Long winters, virus-bearing varroa mites and pesticide exposure have contributed to declines in honeybee populations in North America and Europe. In Ontario, declining honey production and mounting costs of replacing dead bees have been blamed in part on neonicotinoid pesticides that are used to grow corn and soybeans.
In response, the Ontario government recently said it plans to impose rules that would reduce the use of the systemic pesticide by 80 per cent by 2017. Farmers who plant seeds treated with neonics would have to show their fields are susceptible to grubs, worms and other yield-destroying pests.
The move is opposed by the chemical companies that sell the pesticide-treated seeds and the Grain Farmers of Ontario, which says the restrictions will take away an important tool farmers use to protect their harvests.

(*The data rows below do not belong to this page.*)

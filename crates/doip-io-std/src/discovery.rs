//! UDP vehicle discovery and announcement.
//!
//! Two independent sockets: one bound to the discovery port answering
//! unicast `VehicleIdentification*` requests, the other sending the
//! unsolicited announcement burst a newly started entity owes the network.

use std::net::{SocketAddr, UdpSocket};
use std::sync::atomic::{AtomicBool, Ordering};
use std::sync::Arc;
use std::thread::JoinHandle;
use std::time::Duration;

use doip_core::{DoipAddress, Message, PayloadType, ServerConfig};

const RECV_BUF_LEN: usize = 64;

fn vehicle_announcement(config: &ServerConfig) -> Message {
    Message::make_vehicle_identification_response(
        &config.vin,
        config.logical_address,
        &config.eid,
        &config.gid,
        config.further_action_required,
        None,
    )
}

/// Runs the discovery listener loop until `running` is cleared: replies to
/// any `VehicleIdentificationRequest*` datagram with this entity's
/// `VehicleIdentificationResponse`, unicast back to the sender.
pub fn run_listener(socket: UdpSocket, config: ServerConfig, running: Arc<AtomicBool>) {
    let _ = socket.set_read_timeout(Some(Duration::from_millis(200)));
    let response = vehicle_announcement(&config);
    let mut buf = [0u8; RECV_BUF_LEN];

    while running.load(Ordering::SeqCst) {
        match socket.recv_from(&mut buf) {
            Ok((n, peer)) => {
                if is_vehicle_identification_request(&buf[..n], config.max_message_size) {
                    let _ = socket.send_to(response.as_bytes(), peer);
                }
            }
            Err(e) if e.kind() == std::io::ErrorKind::WouldBlock || e.kind() == std::io::ErrorKind::TimedOut => {
                continue;
            }
            Err(_) => break,
        }
    }
}

fn is_vehicle_identification_request(bytes: &[u8], max_payload_len: u32) -> bool {
    matches!(
        Message::try_parse_header(bytes, max_payload_len).map(|h| h.payload_type),
        Ok(
            PayloadType::VehicleIdentificationRequest
                | PayloadType::VehicleIdentificationRequestWithEid
                | PayloadType::VehicleIdentificationRequestWithVin
        )
    )
}

/// Sends `announce_count` copies of the `VehicleIdentificationResponse`,
/// `announce_interval_ms` apart, to the broadcast address (or `127.0.0.1`
/// when `config.loopback` is set, for local testing without a broadcast
/// domain).
pub fn run_announcer(socket: UdpSocket, config: ServerConfig) {
    let response = vehicle_announcement(&config);
    let destination: SocketAddr = if config.loopback {
        ([127, 0, 0, 1], config.port).into()
    } else {
        ([255, 255, 255, 255], config.port).into()
    };
    let _ = socket.set_broadcast(!config.loopback);

    for i in 0..config.announce_count {
        let _ = socket.send_to(response.as_bytes(), destination);
        if i + 1 < config.announce_count {
            std::thread::sleep(Duration::from_millis(config.announce_interval_ms));
        }
    }
}

/// Spawns the listener and announcer threads, returning their join handles.
/// `running` is shared with the listener so [`super::server`] can signal
/// shutdown by clearing it and letting its next poll tick observe that.
pub fn spawn(
    listener_socket: UdpSocket,
    announcer_socket: UdpSocket,
    config: ServerConfig,
    running: Arc<AtomicBool>,
) -> (JoinHandle<()>, JoinHandle<()>) {
    let announce_config = config.clone();
    let listener = std::thread::spawn(move || run_listener(listener_socket, config, running));
    let announcer = std::thread::spawn(move || run_announcer(announcer_socket, announce_config));
    (listener, announcer)
}

/// Address to identify this entity by: used by a server's own source
/// address filter when it wants to ignore its own broadcast announcements
/// arriving on a shared loopback socket during local testing.
pub fn is_own_logical_address(config: &ServerConfig, address: DoipAddress) -> bool {
    config.logical_address == address
}

#[cfg(test)]
mod tests {
    use super::*;

    #[test]
    fn vehicle_announcement_is_well_formed() {
        let config = ServerConfig::builder().vin("1HGBH41JXMN109186").build();
        let msg = vehicle_announcement(&config);
        assert_eq!(msg.payload_type(), PayloadType::VehicleIdentificationResponse);
    }

    #[test]
    fn request_detection_accepts_all_three_request_variants() {
        let config = ServerConfig::default();
        let plain = Message::make_vehicle_identification_request();
        assert!(is_vehicle_identification_request(
            plain.as_bytes(),
            config.max_message_size
        ));
    }
}
//! Server orchestrator: binds sockets, spawns the UDP discovery pair and a
//! TCP accept loop, and hands each accepted connection its own worker
//! thread.

use std::io;
use std::net::{TcpListener, UdpSocket};
use std::sync::atomic::{AtomicBool, Ordering};
use std::sync::Arc;
use std::thread::JoinHandle;
use std::time::Duration;

use doip_core::{ApplicationModel, ServerConfig};

use crate::connection::run_connection;
use crate::discovery;

/// Produces a fresh [`ApplicationModel`] for each accepted connection. A
/// plain closure suffices for stateless models; stateful ones close over
/// shared state themselves.
pub trait ApplicationModelFactory: Send + Sync + 'static {
    type Model: ApplicationModel + 'static;

    fn create(&self) -> Self::Model;
}

impl<F, M> ApplicationModelFactory for F
where
    F: Fn() -> M + Send + Sync + 'static,
    M: ApplicationModel + 'static,
{
    type Model = M;

    fn create(&self) -> M {
        (self)()
    }
}

/// Owns the running server's threads and shutdown flag. Dropping it does
/// not stop the server — call [`Server::stop`] explicitly; lifecycle for a
/// top-level resource like this should never be implicit in a drop.
pub struct Server {
    running: Arc<AtomicBool>,
    handles: Vec<JoinHandle<()>>,
}

impl Server {
    /// Binds the discovery and TCP sockets and spawns all server threads:
    /// one UDP listener, one UDP announcer, one TCP accept loop (itself
    /// spawning one worker thread per accepted connection).
    pub fn start<F>(config: ServerConfig, app_factory: F) -> io::Result<Self>
    where
        F: ApplicationModelFactory,
    {
        let running = Arc::new(AtomicBool::new(true));

        let discovery_listener = UdpSocket::bind(("0.0.0.0", config.port))?;
        let discovery_announcer = UdpSocket::bind(("0.0.0.0", 0))?;
        let tcp_listener = TcpListener::bind(("0.0.0.0", config.port))?;
        tcp_listener.set_nonblocking(true)?;

        let (udp_listener_handle, udp_announcer_handle) = discovery::spawn(
            discovery_listener,
            discovery_announcer,
            config.clone(),
            Arc::clone(&running),
        );

        let app_factory = Arc::new(app_factory);
        let accept_running = Arc::clone(&running);
        let accept_config = config;
        let accept_handle = std::thread::spawn(move || {
            Self::accept_loop(tcp_listener, accept_config, app_factory, accept_running)
        });

        Ok(Self {
            running,
            handles: vec![udp_listener_handle, udp_announcer_handle, accept_handle],
        })
    }

    fn accept_loop<F>(
        listener: TcpListener,
        config: ServerConfig,
        app_factory: Arc<F>,
        running: Arc<AtomicBool>,
    ) where
        F: ApplicationModelFactory,
    {
        while running.load(Ordering::SeqCst) {
            match listener.accept() {
                Ok((stream, _peer)) => {
                    let _ = stream.set_nodelay(true);
                    let conn_config = config.clone();
                    let app = Arc::new(app_factory.create());
                    std::thread::spawn(move || run_connection(stream, &conn_config, app));
                }
                Err(e) if e.kind() == io::ErrorKind::WouldBlock => {
                    std::thread::sleep(Duration::from_millis(100));
                }
                Err(_) => break,
            }
        }
    }

    /// Signals every server thread to stop and joins them. Existing TCP
    /// connections run to their own natural completion (close, timeout, or
    /// protocol error); this only stops accepting new ones and the UDP
    /// discovery threads.
    pub fn stop(mut self) {
        self.running.store(false, Ordering::SeqCst);
        for handle in self.handles.drain(..) {
            let _ = handle.join();
        }
    }
}
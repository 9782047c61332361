//! A web-based session monitor for a running `doip-io-std` server: any
//! application model can push a [`model::ConnectionSnapshot`] over a
//! `crossbeam-channel` whenever its connection's state changes, and this
//! crate bridges those snapshots to every connected WebSocket client.
//!
//! Deliberately decoupled from `doip-io-std` and `doip-core`: this crate
//! takes a plain channel receiver rather than a concrete connection or
//! server type, so a new transport never forces a rewrite here.

pub mod model;
mod server;

use log::{error, info};
use std::collections::HashMap;
use std::net::{IpAddr, Ipv4Addr, SocketAddr};
use std::sync::{Arc, Mutex};

use crate::model::ConnectionSnapshot;
use crossbeam_channel::Receiver;
use tokio::sync::broadcast;

/// Default port the session monitor's web UI listens on.
const DEFAULT_MONITOR_PORT: u16 = 3000;
/// Capacity of the broadcast channel fanning snapshots out to WebSocket clients.
const BROADCAST_CHANNEL_CAPACITY: usize = 32;

/// Runs the session monitor to completion: bridges `receiver` (fed by the
/// server's connection threads) into a `tokio::sync::broadcast` channel and
/// serves the web UI and WebSocket endpoint on `port`.
///
/// Intended to run on its own thread/task alongside a server started
/// separately; it owns no part of that server's lifecycle.
pub async fn run(receiver: Receiver<ConnectionSnapshot>, port: u16) -> Result<(), Box<dyn std::error::Error>> {
    let addr = SocketAddr::new(IpAddr::V4(Ipv4Addr::new(0, 0, 0, 0)), port);
    let (snapshot_tx, _) = broadcast::channel::<ConnectionSnapshot>(BROADCAST_CHANNEL_CAPACITY);
    let last_snapshots: Arc<Mutex<HashMap<u64, ConnectionSnapshot>>> = Arc::new(Mutex::new(HashMap::new()));

    let bridge_tx = snapshot_tx.clone();
    let bridge_last_snapshots = Arc::clone(&last_snapshots);
    tokio::task::spawn_blocking(move || {
        info!("starting connection-snapshot bridge task");
        while let Ok(snapshot) = receiver.recv() {
            bridge_last_snapshots
                .lock()
                .unwrap()
                .insert(snapshot.connection_id, snapshot.clone());
            if let Err(e) = bridge_tx.send(snapshot) {
                error!("failed to broadcast snapshot (no receivers?): {}. stopping bridge", e);
                break;
            }
        }
        info!("connection-snapshot bridge task stopped");
    });

    server::start_web_server(addr, snapshot_tx, last_snapshots).await;
    Ok(())
}

/// Convenience wrapper over [`run`] using [`DEFAULT_MONITOR_PORT`].
pub async fn run_default(receiver: Receiver<ConnectionSnapshot>) -> Result<(), Box<dyn std::error::Error>> {
    run(receiver, DEFAULT_MONITOR_PORT).await
}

A new poll of 1,000 Ontarians shows nearly 80 per cent support the provincial government’s plans to restrict the use of neonics, which scientists say impair bees’ foraging abilities and contribute to colony failure.
The poll, released by the Canadian Association of Physicians for the Environment, Friends of the Earth Canada and the Ontario Beekeepers’ Association, found support for the restrictions was strongest (85 per cent) in Southwestern Ontario, the heart of Canada’s corn-and-soybean region. Support was weakest, 60 per cent, in the central part of the province.
“Our food security depends on healthy pollinators,” said Gideon Forman of the Canadian Association of Physicians for the Environment. “Ontarians are aware of the current crisis and want the government to take action to protect bees.”